‘The Fish That Saved Pittsburgh’ was a forgettable 1979 movie that producers saw as the follow up to ‘Car Wash’. The plot was risible. A down-at-heel basketball team employ a physic (Mona Mondieu) to improve their performances. The physic’s solution is to recruit players with the same star sign … Pisces, and guess what? Yep, the team win the championship! See what I mean by ludicrous… little wonder that the movie bombed, though, as is often the way with cinematic turkeys, ‘The Fish’ now enjoys a cult, geeky status.
The movie soundtrack, however, is another matter. The producers, encouraged by the success of the Norman Whitfield-helmed ‘Car Wash’, decided that they’d employ another hot soul producer to handle the score and in 1979 there was none hotter than Thom Bell. Bell, who’d never worked in movies before, was, we’re told, flattered by the invitation but soon after he began work on the project he became disillusioned as he realised that the producers and director were less than co-operative. Working “blind”, more or less, Bell came up with some quality music delivered by a plethora of top session players (Bob Babbit, Bobby Eli, Don Renaldo amongst them) and an A-list of vocalists, people like the Spinners, Four Tops and Phyllis Hyman. Sadly as the movie bombed, so too (unjustly) did the soundtrack. The movie company withdrew promotion and the album was quickly deleted. Now reissue specialists, Real Gone resurrect the set, allowing soul collectors to enjoy some quality, classic Philly soul… and I’d suggest that’s the best way to approach the album.

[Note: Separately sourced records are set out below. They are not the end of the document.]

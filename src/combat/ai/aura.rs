//! Combat domain: the boss push aura.

use avian2d::prelude::*;
use bevy::ecs::message::MessageWriter;
use bevy::prelude::*;

use crate::combat::Boss;
use crate::combat::boss::BossDirector;
use crate::combat::events::DamageEvent;
use crate::difficulty::ActiveTuning;
use crate::movement::Player;

/// Shortest allowed gap between two aura hits.
pub const MIN_AURA_INTERVAL: f32 = 0.05;

#[derive(Component, Debug, Default)]
pub struct PushAura {
    /// Seconds until the aura may hit again
    pub cooldown: f32,
}

impl PushAura {
    pub fn tick(&mut self, dt: f32) {
        self.cooldown = (self.cooldown - dt).max(0.0);
    }

    /// Consume a hit if one is allowed and start the next interval.
    pub fn try_hit(&mut self, interval: f32) -> bool {
        if self.cooldown > 0.0 {
            return false;
        }
        self.cooldown = interval.max(MIN_AURA_INTERVAL);
        true
    }
}

/// Velocity after a knockback impulse pushing `target` away from `source`.
pub fn knockback_velocity(
    current: Vec2,
    target: Vec2,
    source: Vec2,
    impulse: f32,
    max_speed: f32,
) -> Vec2 {
    let away = target - source;
    let away = if away.length_squared() < 0.0001 {
        Vec2::Y
    } else {
        away.normalize()
    };
    (current + away * impulse).clamp_length_max(max_speed)
}

pub(crate) fn apply_boss_aura(
    time: Res<Time>,
    tuning: Res<ActiveTuning>,
    mut bosses: Query<(Entity, &Transform, &BossDirector, &mut PushAura), With<Boss>>,
    mut players: Query<(Entity, &Transform, &mut LinearVelocity), (With<Player>, Without<Boss>)>,
    mut damage_events: MessageWriter<DamageEvent>,
) {
    let dt = time.delta_secs();
    let aura = tuning.aura();

    for (boss, boss_transform, director, mut push) in &mut bosses {
        push.tick(dt);
        if director.is_defeated() {
            continue;
        }

        let boss_pos = boss_transform.translation.truncate();
        for (player, player_transform, mut velocity) in &mut players {
            let player_pos = player_transform.translation.truncate();
            if player_pos.distance(boss_pos) > aura.radius {
                continue;
            }
            if !push.try_hit(aura.damage_interval) {
                continue;
            }

            damage_events.write(DamageEvent {
                source: boss,
                target: player,
                amount: aura.contact_damage,
            });
            velocity.0 = knockback_velocity(
                velocity.0,
                player_pos,
                boss_pos,
                aura.knockback_impulse,
                aura.max_knockback_speed,
            );
        }
    }
}
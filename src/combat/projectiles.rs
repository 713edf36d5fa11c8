//! Combat domain: hostile projectiles and their motion rules.

use avian2d::prelude::*;
use bevy::ecs::message::{MessageReader, MessageWriter};
use bevy::prelude::*;

use crate::combat::events::{BoomerangReturning, DamageEvent};
use crate::combat::{BossArenaConfig, Team};
use crate::movement::{GameLayer, Player};

#[derive(Debug, Clone, Copy, PartialEq)]
pub enum BoomerangPhase {
    Outbound,
    /// Holding at the arena edge before turning back
    Waiting { remaining: f32 },
    Returning,
}

#[derive(Debug, Clone, Copy, PartialEq)]
pub enum ProjectileMotion {
    Straight {
        velocity: Vec2,
    },
    Homing {
        heading: Vec2,
        speed: f32,
        /// Degrees per second
        turn_rate: f32,
    },
    Boomerang {
        owner: Entity,
        routine: u32,
        velocity: Vec2,
        return_speed: f32,
        return_delay: f32,
        phase: BoomerangPhase,
    },
}

impl ProjectileMotion {
    pub fn started_return(&self) -> bool {
        matches!(
            self,
            ProjectileMotion::Boomerang {
                phase: BoomerangPhase::Returning,
                ..
            }
        )
    }
}

#[derive(Component, Debug, Clone)]
pub struct Projectile {
    pub damage: i32,
    pub motion: ProjectileMotion,
    /// Seconds left before expiry; boomerangs live until they get home
    pub lifetime: Option<f32>,
}

/// Parry sweeps destroy projectiles carrying this tag
#[derive(Component, Debug)]
pub struct Parryable;

/// Positions a motion step may need.
#[derive(Debug, Clone, Copy)]
pub struct MotionContext {
    pub dt: f32,
    pub target: Option<Vec2>,
    pub owner: Option<Vec2>,
    pub activation_radius: f32,
    pub arrive_distance: f32,
}

#[derive(Debug, Clone, Copy, PartialEq, Eq)]
pub enum StepOutcome {
    Continue,
    /// Boomerang flipped to its return flight this step
    StartedReturn,
    /// Boomerang reached its owner
    Arrived,
    OwnerMissing,
}

/// Rotate `heading` toward `desired` by at most `max_radians`.
pub fn steer_toward(heading: Vec2, desired: Vec2, max_radians: f32) -> Vec2 {
    let angle = heading.perp_dot(desired).atan2(heading.dot(desired));
    let turn = angle.clamp(-max_radians, max_radians);
    Vec2::from_angle(turn).rotate(heading).normalize_or_zero()
}

/// Advance one projectile. Returns its new position and what happened.
pub fn step(motion: &mut ProjectileMotion, position: Vec2, ctx: MotionContext) -> (Vec2, StepOutcome) {
    match motion {
        ProjectileMotion::Straight { velocity } => {
            (position + *velocity * ctx.dt, StepOutcome::Continue)
        }
        ProjectileMotion::Homing {
            heading,
            speed,
            turn_rate,
        } => {
            if let Some(target) = ctx.target {
                let desired = (target - position).normalize_or_zero();
                if desired != Vec2::ZERO {
                    *heading = steer_toward(*heading, desired, turn_rate.to_radians() * ctx.dt);
                }
            }
            (position + *heading * *speed * ctx.dt, StepOutcome::Continue)
        }
        ProjectileMotion::Boomerang {
            velocity,
            return_speed,
            return_delay,
            phase,
            ..
        } => {
            let Some(owner) = ctx.owner else {
                return (position, StepOutcome::OwnerMissing);
            };
            match phase {
                BoomerangPhase::Outbound => {
                    let next = position + *velocity * ctx.dt;
                    if next.distance(owner) >= ctx.activation_radius {
                        *phase = BoomerangPhase::Waiting {
                            remaining: *return_delay,
                        };
                    }
                    (next, StepOutcome::Continue)
                }
                BoomerangPhase::Waiting { remaining } => {
                    *remaining -= ctx.dt;
                    if *remaining > 0.0 {
                        return (position, StepOutcome::Continue);
                    }
                    *phase = BoomerangPhase::Returning;
                    (position, StepOutcome::StartedReturn)
                }
                BoomerangPhase::Returning => {
                    let to_owner = owner - position;
                    let distance = to_owner.length();
                    let travel = *return_speed * ctx.dt;
                    let next = if travel >= distance {
                        owner
                    } else {
                        position + to_owner / distance * travel
                    };
                    if next.distance(owner) <= ctx.arrive_distance {
                        (next, StepOutcome::Arrived)
                    } else {
                        (next, StepOutcome::Continue)
                    }
                }
            }
        }
    }
}

/// Everything needed to put a hostile projectile into the world.
#[derive(Debug, Clone, Copy)]
pub struct ProjectileSpawn {
    pub origin: Vec2,
    pub damage: i32,
    pub motion: ProjectileMotion,
    pub lifetime: Option<f32>,
    pub radius: f32,
    pub color: Color,
}

pub fn spawn_projectile(commands: &mut Commands, spawn: ProjectileSpawn) -> Entity {
    commands
        .spawn((
            Projectile {
                damage: spawn.damage,
                motion: spawn.motion,
                lifetime: spawn.lifetime,
            },
            Parryable,
            Team::Enemy,
            Sprite {
                color: spawn.color,
                custom_size: Some(Vec2::splat(spawn.radius * 2.0)),
                ..default()
            },
            Transform::from_translation(spawn.origin.extend(2.0)),
            Collider::circle(spawn.radius),
            Sensor,
            CollisionEventsEnabled,
            CollisionLayers::new(GameLayer::Projectile, [GameLayer::Player]),
        ))
        .id()
}

pub(crate) fn move_projectiles(
    mut commands: Commands,
    time: Res<Time>,
    arena: Res<BossArenaConfig>,
    player_query: Query<&Transform, (With<Player>, Without<Projectile>)>,
    owner_query: Query<&Transform, Without<Projectile>>,
    mut projectiles: Query<(Entity, &mut Projectile, &mut Transform)>,
    mut returning: MessageWriter<BoomerangReturning>,
) {
    let dt = time.delta_secs();
    let target = player_query
        .iter()
        .next()
        .map(|transform| transform.translation.truncate());

    for (entity, mut projectile, mut transform) in &mut projectiles {
        if let Some(lifetime) = projectile.lifetime.as_mut() {
            *lifetime -= dt;
            if *lifetime <= 0.0 {
                commands.entity(entity).try_despawn();
                continue;
            }
        }

        let owner = match projectile.motion {
            ProjectileMotion::Boomerang { owner, .. } => owner_query
                .get(owner)
                .ok()
                .map(|transform| transform.translation.truncate()),
            _ => None,
        };
        let ctx = MotionContext {
            dt,
            target,
            owner,
            activation_radius: arena.activation_radius,
            arrive_distance: arena.arrive_distance,
        };

        let position = transform.translation.truncate();
        let (next, outcome) = step(&mut projectile.motion, position, ctx);
        transform.translation = next.extend(transform.translation.z);

        match outcome {
            StepOutcome::Continue => {}
            StepOutcome::StartedReturn => {
                if let ProjectileMotion::Boomerang { owner, routine, .. } = projectile.motion {
                    returning.write(BoomerangReturning { owner, routine });
                }
            }
            StepOutcome::Arrived | StepOutcome::OwnerMissing => {
                commands.entity(entity).try_despawn();
            }
        }
    }
}

/// Any projectile touching the player deals its damage and disappears.
pub(crate) fn detect_projectile_hits(
    mut commands: Commands,
    mut collision_events: MessageReader<CollisionStart>,
    mut damage_events: MessageWriter<DamageEvent>,
    projectile_query: Query<&Projectile>,
    player_query: Query<(), With<Player>>,
) {
    for event in collision_events.read() {
        let pairs = [
            (event.collider1, event.collider2),
            (event.collider2, event.collider1),
        ];

        for (projectile_entity, target) in pairs {
            let Ok(projectile) = projectile_query.get(projectile_entity) else {
                continue;
            };
            if player_query.get(target).is_err() {
                continue;
            }

            damage_events.write(DamageEvent {
                source: projectile_entity,
                target,
                amount: projectile.damage,
            });
            commands.entity(projectile_entity).try_despawn();
        }
    }
}
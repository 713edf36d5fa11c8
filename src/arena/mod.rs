//! Arena domain: builds the boss arena for each run and tears it down on reload.

pub mod layout;
pub mod pickups;

#[cfg(test)]
mod tests;

pub use pickups::{Pickup, PickupCollected, PickupTarget, apply_pickup};

use avian2d::prelude::*;
use bevy::prelude::*;

use crate::animation::Animator;
use crate::arena::layout::{
    BOSS_POSITION, Block, FLOOR, GROUND_ENEMY_POSITIONS, PICKUP_SIZE, PICKUPS, PLATFORMS,
    PLAYER_SIZE, PLAYER_START, SHOOTER_POSITIONS, WALLS,
};
use crate::arena::pickups::collect_pickups;
use crate::combat::player::SlashHitbox;
use crate::combat::projectiles::Projectile;
use crate::combat::spawn::{GroundEnemyBundle, ShooterBundle, spawn_boss};
use crate::combat::{
    BossArenaConfig, DamageFlash, Health, MeleeState, ParryState, PlayerCombatTuning,
    PlayerStats, Team,
};
use crate::core::{GameState, RunConfig};
use crate::difficulty::ActiveTuning;
use crate::movement::{
    DashCharges, DashState, DashTrail, GameLayer, Ground, MovementState, MovementTuning,
    PLAYER_FRICTION, Player,
};

const PLAYER_COLOR: Color = Color::srgb(0.9, 0.9, 0.95);
const GROUND_COLOR: Color = Color::srgb(0.35, 0.4, 0.35);
const WALL_COLOR: Color = Color::srgb(0.25, 0.25, 0.35);

/// Everything spawned for one run of the arena.
#[derive(Component, Debug)]
pub struct ArenaEntity;

pub struct ArenaPlugin;

impl Plugin for ArenaPlugin {
    fn build(&self, app: &mut App) {
        app.add_message::<PickupCollected>()
            .add_systems(OnEnter(GameState::Loading), cleanup_arena)
            .add_systems(OnExit(GameState::Loading), spawn_arena)
            .add_systems(
                Update,
                collect_pickups.run_if(in_state(GameState::Gameplay)),
            );
    }
}

fn spawn_block(commands: &mut Commands, block: Block, color: Color) {
    commands.spawn((
        ArenaEntity,
        Ground,
        Sprite {
            color,
            custom_size: Some(block.size),
            ..default()
        },
        Transform::from_translation(block.center.extend(0.0)),
        RigidBody::Static,
        Collider::rectangle(block.size.x, block.size.y),
        CollisionLayers::new(GameLayer::Ground, [GameLayer::Player, GameLayer::Enemy]),
    ));
}

/// Spawn ground, player, boss, enemies and pickups.
pub(crate) fn spawn_arena(
    mut commands: Commands,
    tuning: Res<ActiveTuning>,
    run_config: Res<RunConfig>,
    arena: Res<BossArenaConfig>,
    combat: Res<PlayerCombatTuning>,
    movement: Res<MovementTuning>,
) {
    info!(
        "Building arena on {} (seed: {})",
        tuning.difficulty.label(),
        run_config.seed
    );

    spawn_block(&mut commands, FLOOR, GROUND_COLOR);
    for wall in WALLS {
        spawn_block(&mut commands, wall, WALL_COLOR);
    }
    for platform in PLATFORMS {
        spawn_block(&mut commands, platform, GROUND_COLOR);
    }

    commands.spawn((
        // Identity & Movement
        (
            ArenaEntity,
            Player,
            Team::Player,
            MovementState::default(),
            DashCharges::new(movement.max_dash_charges),
            DashState::new(movement.dash_unlocked),
        ),
        // Combat
        (
            Health::new(combat.max_health),
            PlayerStats::from_tuning(&combat, &movement),
            ParryState::default(),
            MeleeState::default(),
            DamageFlash::new(combat.damage_flash_duration, PLAYER_COLOR),
            Animator::default(),
        ),
        // Rendering
        Sprite {
            color: PLAYER_COLOR,
            custom_size: Some(PLAYER_SIZE),
            ..default()
        },
        Transform::from_translation(PLAYER_START.extend(1.0)),
        // Physics
        (
            RigidBody::Dynamic,
            Collider::rectangle(PLAYER_SIZE.x, PLAYER_SIZE.y),
            LockedAxes::ROTATION_LOCKED,
            LinearVelocity::default(),
            GravityScale(0.0), // Gravity is applied by the movement systems
            Friction::new(PLAYER_FRICTION),
            CollisionEventsEnabled,
            CollisionLayers::new(
                GameLayer::Player,
                [GameLayer::Ground, GameLayer::Projectile, GameLayer::Sensor],
            ),
        ),
    ));

    let boss = spawn_boss(
        &mut commands,
        BOSS_POSITION,
        &arena,
        tuning.boss(),
        run_config.seed,
        combat.damage_flash_duration,
    );
    commands.entity(boss).insert(ArenaEntity);

    for position in SHOOTER_POSITIONS {
        commands.spawn((
            ArenaEntity,
            ShooterBundle::new(position, tuning.enemy(), combat.damage_flash_duration),
        ));
    }

    for position in GROUND_ENEMY_POSITIONS {
        commands.spawn((
            ArenaEntity,
            GroundEnemyBundle::new(position, tuning.ground_enemy(), combat.damage_flash_duration),
        ));
    }

    for (pickup, position) in PICKUPS {
        commands.spawn((
            ArenaEntity,
            pickup,
            Sprite {
                color: pickup.color(),
                custom_size: Some(Vec2::splat(PICKUP_SIZE)),
                ..default()
            },
            Transform::from_translation(position.extend(0.5)),
            Collider::rectangle(PICKUP_SIZE, PICKUP_SIZE),
            Sensor,
            CollisionEventsEnabled,
            CollisionLayers::new(GameLayer::Sensor, [GameLayer::Player]),
        ));
    }
}

/// Remove the previous run, including transient combat entities.
pub(crate) fn cleanup_arena(
    mut commands: Commands,
    query: Query<
        Entity,
        Or<(
            With<ArenaEntity>,
            With<Projectile>,
            With<SlashHitbox>,
            With<DashTrail>,
        )>,
    >,
) {
    let mut removed = 0;
    for entity in &query {
        commands.entity(entity).despawn();
        removed += 1;
    }
    if removed > 0 {
        debug!("Cleared {} arena entities", removed);
    }
}
//! Progress domain: achievement unlocks requested by combat and their save file.
//!
//! Combat writes [`UnlockAchievement`] and never reads anything back. Without
//! this plugin the messages are simply dropped.

mod achievements;


pub use achievements::{
    Achievement, Achievements, SaveError, UnlockAchievement, defeat_achievements,
};

use bevy::ecs::message::{MessageReader, MessageWriter};
use bevy::prelude::*;
use std::path::Path;

use crate::combat::BossDefeatedEvent;
use crate::core::RunRecord;
use crate::difficulty::ActiveTuning;

pub const ACHIEVEMENTS_SAVE_PATH: &str = "saves/achievements.json";

pub struct ProgressPlugin;

impl Plugin for ProgressPlugin {
    fn build(&self, app: &mut App) {
        app.init_resource::<Achievements>()
            .add_message::<UnlockAchievement>()
            .add_message::<BossDefeatedEvent>()
            .add_systems(Startup, load_achievements)
            .add_systems(Update, (unlock_on_boss_defeat, process_unlocks).chain());
    }
}

fn load_achievements(mut achievements: ResMut<Achievements>) {
    match Achievements::load(Path::new(ACHIEVEMENTS_SAVE_PATH)) {
        Ok(loaded) => {
            info!("Loaded {} unlocked achievements", loaded.len());
            *achievements = loaded;
        }
        Err(e) => warn!("{}", e),
    }
}

fn unlock_on_boss_defeat(
    mut defeated: MessageReader<BossDefeatedEvent>,
    tuning: Res<ActiveTuning>,
    record: Res<RunRecord>,
    mut unlocks: MessageWriter<UnlockAchievement>,
) {
    for _ in defeated.read() {
        for achievement in defeat_achievements(tuning.difficulty, record.is_flawless()) {
            unlocks.write(UnlockAchievement(achievement));
        }
    }
}

fn process_unlocks(
    mut unlocks: MessageReader<UnlockAchievement>,
    mut achievements: ResMut<Achievements>,
) {
    let mut changed = false;
    for UnlockAchievement(achievement) in unlocks.read() {
        if achievements.unlock(*achievement) {
            info!("Achievement unlocked: {}", achievement.id());
            changed = true;
        }
    }

    if changed {
        if let Err(e) = achievements.save(Path::new(ACHIEVEMENTS_SAVE_PATH)) {
            warn!("{}", e);
        }
    }
}
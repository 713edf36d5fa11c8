//! Debug domain: state and action definitions for debug tooling.

use bevy::prelude::*;

use crate::difficulty::Difficulty;

/// Damage dealt to the boss by the debug hotkey.
pub const DEBUG_BOSS_DAMAGE: i32 = 100;

/// Resource tracking debug mode state
#[derive(Resource, Debug, Default)]
pub struct DebugState {
    /// Whether player is invincible; survives arena reloads
    pub invincible: bool,
    /// Message to display temporarily in the debug overlay
    pub status_message: Option<(String, f32)>,
}

impl DebugState {
    /// Set a status message that will fade after a duration
    pub fn set_message(&mut self, message: impl Into<String>, duration: f32) {
        self.status_message = Some((message.into(), duration));
    }

    pub fn tick_message(&mut self, dt: f32) {
        if let Some((_, ref mut duration)) = self.status_message {
            *duration -= dt;
            if *duration <= 0.0 {
                self.status_message = None;
            }
        }
    }
}

/// Actions bound to function keys
#[derive(Debug, Clone, Copy, PartialEq, Eq)]
pub enum DebugAction {
    SetDifficulty(Difficulty),
    ToggleInvincible,
    DamageBoss,
}

impl DebugAction {
    pub fn from_key(key: KeyCode) -> Option<Self> {
        match key {
            KeyCode::F1 => Some(DebugAction::SetDifficulty(Difficulty::Easy)),
            KeyCode::F2 => Some(DebugAction::SetDifficulty(Difficulty::Normal)),
            KeyCode::F3 => Some(DebugAction::SetDifficulty(Difficulty::Hard)),
            KeyCode::F4 => Some(DebugAction::SetDifficulty(Difficulty::Nightmare)),
            KeyCode::F5 => Some(DebugAction::ToggleInvincible),
            KeyCode::F6 => Some(DebugAction::DamageBoss),
            _ => None,
        }
    }
}
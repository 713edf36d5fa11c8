//! Combat domain: the boss encounter.

mod director;
mod patterns;
mod selection;
mod systems;

#[cfg(test)]
mod tests;

pub use director::{
    ArenaEdge, BossDirector, DirectorInput, DirectorOutput, DirectorPhase, RageLevel,
    RageThresholds,
};
pub use patterns::{ActiveAttack, AttackPattern, AttackRoutine, FireCommand, Heading, ShotKind};
pub use selection::{HALF_HEALTH, LOW_HEALTH, attack_pool, select_attack, select_dual_pair};

pub(crate) use systems::{
    apply_boomerang_returns, apply_boss_rage, despawn_defeated_boss, handle_boss_death,
    spawn_boss_projectiles, tick_boss_directors,
};
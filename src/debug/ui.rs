//! Debug domain: the always-on debug overlay.

use bevy::prelude::*;

use crate::combat::{Boss, Health};
use crate::core::{GameState, RunConfig};
use crate::debug::state::DebugState;
use crate::difficulty::ActiveTuning;

/// Marker for debug info overlay text
#[derive(Component, Debug)]
pub struct DebugInfoOverlay;

pub(crate) fn spawn_debug_info_overlay(mut commands: Commands) {
    commands.spawn((
        DebugInfoOverlay,
        Text::new(""),
        TextFont {
            font_size: 12.0,
            ..default()
        },
        TextColor(Color::srgb(0.8, 0.9, 0.8)),
        Node {
            position_type: PositionType::Absolute,
            right: Val::Px(20.0),
            top: Val::Px(20.0),
            padding: UiRect::all(Val::Px(8.0)),
            ..default()
        },
        BackgroundColor(Color::srgba(0.0, 0.0, 0.0, 0.6)),
        ZIndex(500),
    ));
}

/// Update the debug info overlay with the current run
pub(crate) fn update_debug_info_overlay(
    debug_state: Res<DebugState>,
    tuning: Res<ActiveTuning>,
    run_config: Res<RunConfig>,
    state: Res<State<GameState>>,
    bosses: Query<&Health, With<Boss>>,
    mut overlay_query: Query<&mut Text, With<DebugInfoOverlay>>,
) {
    let Ok(mut text) = overlay_query.single_mut() else {
        return;
    };

    let boss = bosses
        .iter()
        .next()
        .map(|health| format!("{}/{}", health.current, health.max))
        .unwrap_or_else(|| "-".to_string());
    let status = debug_state
        .status_message
        .as_ref()
        .map(|(message, _)| message.as_str())
        .unwrap_or("");

    **text = format!(
        "F1-F4 difficulty | F5 invincible | F6 boss -100\n\
         Difficulty: {}\nSeed: {}\nState: {:?}\nBoss: {}\nInvincible: {}\n{}",
        tuning.difficulty.label(),
        run_config.seed,
        state.get(),
        boss,
        debug_state.invincible,
        status
    );
}
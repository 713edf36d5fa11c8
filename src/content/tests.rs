//! Content domain: tests for parsing and validating the combat config.

use super::*;
use crate::difficulty::{Difficulty, DifficultyTable};

const SHIPPED_CONFIG: &str = include_str!("../../assets/data/combat.ron");

#[test]
fn test_shipped_config_parses_and_validates() {
    let config = parse_combat_config(SHIPPED_CONFIG, "combat.ron").expect("shipped config parses");
    let errors = validate_config(&config);
    assert!(errors.is_empty(), "unexpected errors: {:?}", errors);
    assert_eq!(config.schema_version, COMBAT_SCHEMA_VERSION);
}

#[test]
fn test_shipped_config_matches_builtin_defaults() {
    let config = parse_combat_config(SHIPPED_CONFIG, "combat.ron").expect("shipped config parses");
    assert_eq!(config.difficulties, DifficultyTable::default());
    assert_eq!(config.boss, crate::combat::BossArenaConfig::default());
}

#[test]
fn test_default_config_is_valid() {
    assert!(validate_config(&CombatConfig::default()).is_empty());
}

#[test]
fn test_omitted_sections_fall_back_to_defaults() {
    let config = parse_combat_config("(default_difficulty: Hard)", "inline").expect("parses");
    assert_eq!(config.default_difficulty, Difficulty::Hard);
    assert_eq!(config.boss.base_health, 1000);
    assert_eq!(config.difficulties, DifficultyTable::default());
}

#[test]
fn test_parse_error_names_the_file() {
    let err = parse_combat_config("(boss: ", "broken.ron").unwrap_err();
    assert_eq!(err.file, "broken.ron");
    assert!(err.to_string().contains("broken.ron"));
}

#[test]
fn test_validation_reports_each_bad_value() {
    let mut config = CombatConfig::default();
    config.schema_version = 99;
    config.boss.base_health = 0;
    config.player.combat.crit_chance = 1.5;
    config.difficulties.hard.boss.circle_wave.waves = 0;
    config.difficulties.nightmare.boss.circle_wave.boomerang_return_speed = 0.0;
    config.difficulties.nightmare.boss.circle_wave.boomerang_wait_limit = -1.0;
    config.difficulties.normal.boss.circle_wave.delay = 0.0;
    config.difficulties.normal.boss.circle_wave.low_hp_delay = 0.0;
    config.difficulties.easy.boss.cross_spin.delay = 0.0;
    config.difficulties.easy.boss.cross_spin.low_hp_delay = -0.2;
    config.difficulties.normal.boss.homing.interval = 0.0;
    config.difficulties.hard.ground_enemy.attack_windup = 0.0;

    let errors = validate_config(&config);
    let fields: Vec<&str> = errors.iter().map(|e| e.field).collect();
    for field in [
        "schema_version",
        "base_health",
        "crit_chance",
        "circle_wave.waves",
        "circle_wave.boomerang_return_speed",
        "circle_wave.boomerang_wait_limit",
        "circle_wave.delay",
        "circle_wave.low_hp_delay",
        "cross_spin.delay",
        "cross_spin.low_hp_delay",
        "homing.interval",
        "ground_enemy.attack_windup",
    ] {
        assert!(fields.contains(&field), "missing error for {}", field);
    }
    assert_eq!(errors.len(), 12);

    let boomerang = errors
        .iter()
        .find(|e| e.field == "circle_wave.boomerang_return_speed")
        .expect("boomerang error");
    assert_eq!(boomerang.section, "difficulties.nightmare");

    let waves = errors
        .iter()
        .find(|e| e.field == "circle_wave.waves")
        .expect("waves error");
    assert_eq!(waves.section, "difficulties.hard");
}

#[test]
fn test_parry_cooldowns_must_be_ordered() {
    let mut config = CombatConfig::default();
    config.player.combat.parry_success_cooldown = 8.0;
    let errors = validate_config(&config);
    assert_eq!(errors.len(), 1);
    assert_eq!(errors[0].field, "parry_success_cooldown");
}

#[test]
fn test_missing_file_is_an_io_error() {
    let err = load_combat_config(std::path::Path::new("does/not/exist.ron")).unwrap_err();
    assert!(err.message.starts_with("IO error"));
}

#[test]
fn test_boomerang_settings_ignored_without_boomerang_rings() {
    let mut config = CombatConfig::default();
    assert!(!config.difficulties.normal.boss.circle_wave.boomerang_rings);
    config.difficulties.normal.boss.circle_wave.boomerang_return_speed = 0.0;
    assert!(validate_config(&config).is_empty());
}

#[test]
fn test_ground_enemy_attack_must_start_inside_detection() {
    let mut config = CombatConfig::default();
    config.difficulties.easy.ground_enemy.attack_range = 500.0;
    let errors = validate_config(&config);
    assert_eq!(errors.len(), 1);
    assert_eq!(errors[0].field, "ground_enemy.attack_range");
    assert_eq!(errors[0].section, "difficulties.easy");
}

Forget the movie (everybody else did!) and consider this set as a superior Philly compilation, ‘cos that’s exactly what it is. The Spinners’ offering ‘(Do It, Do It) No One Does It Better’ is right up there with the veteran group’s very best while the Sylvers’ ‘Mighty, Mighty Pisces’ is one of the best songs the Spinners never recorded. On the Four Tops’ ‘Chance Of A Lifetime’, Levi Stubbs is superb as always; ditto Phyllis Hyman on ‘Magic Mona’. Sometime Delfonic William Hart stars on ‘Follow Every Dream’ (you’d be forgiven for thinking this a long lost Delfonics’ outtake) while for the album’s big love ballad, ‘Is It Love. Must Be Love’ Bell pairs one of his fellow song writers, Frankie Bleu, with country star Loretta Lynn and it’s mark of his genius that Bell makes it work. Indeed, though it’s obvious, it’s Bell’s art that holds the album together. Whether it’s on the aforementioned vocals or the quality instrumentals (Philly disco), you’ll hear Thom Bell at the top of his game.
Bell’s experiences with this film were unhappy ones and he never scored another movie; that, though, doesn’t diminish what he actually achieved here!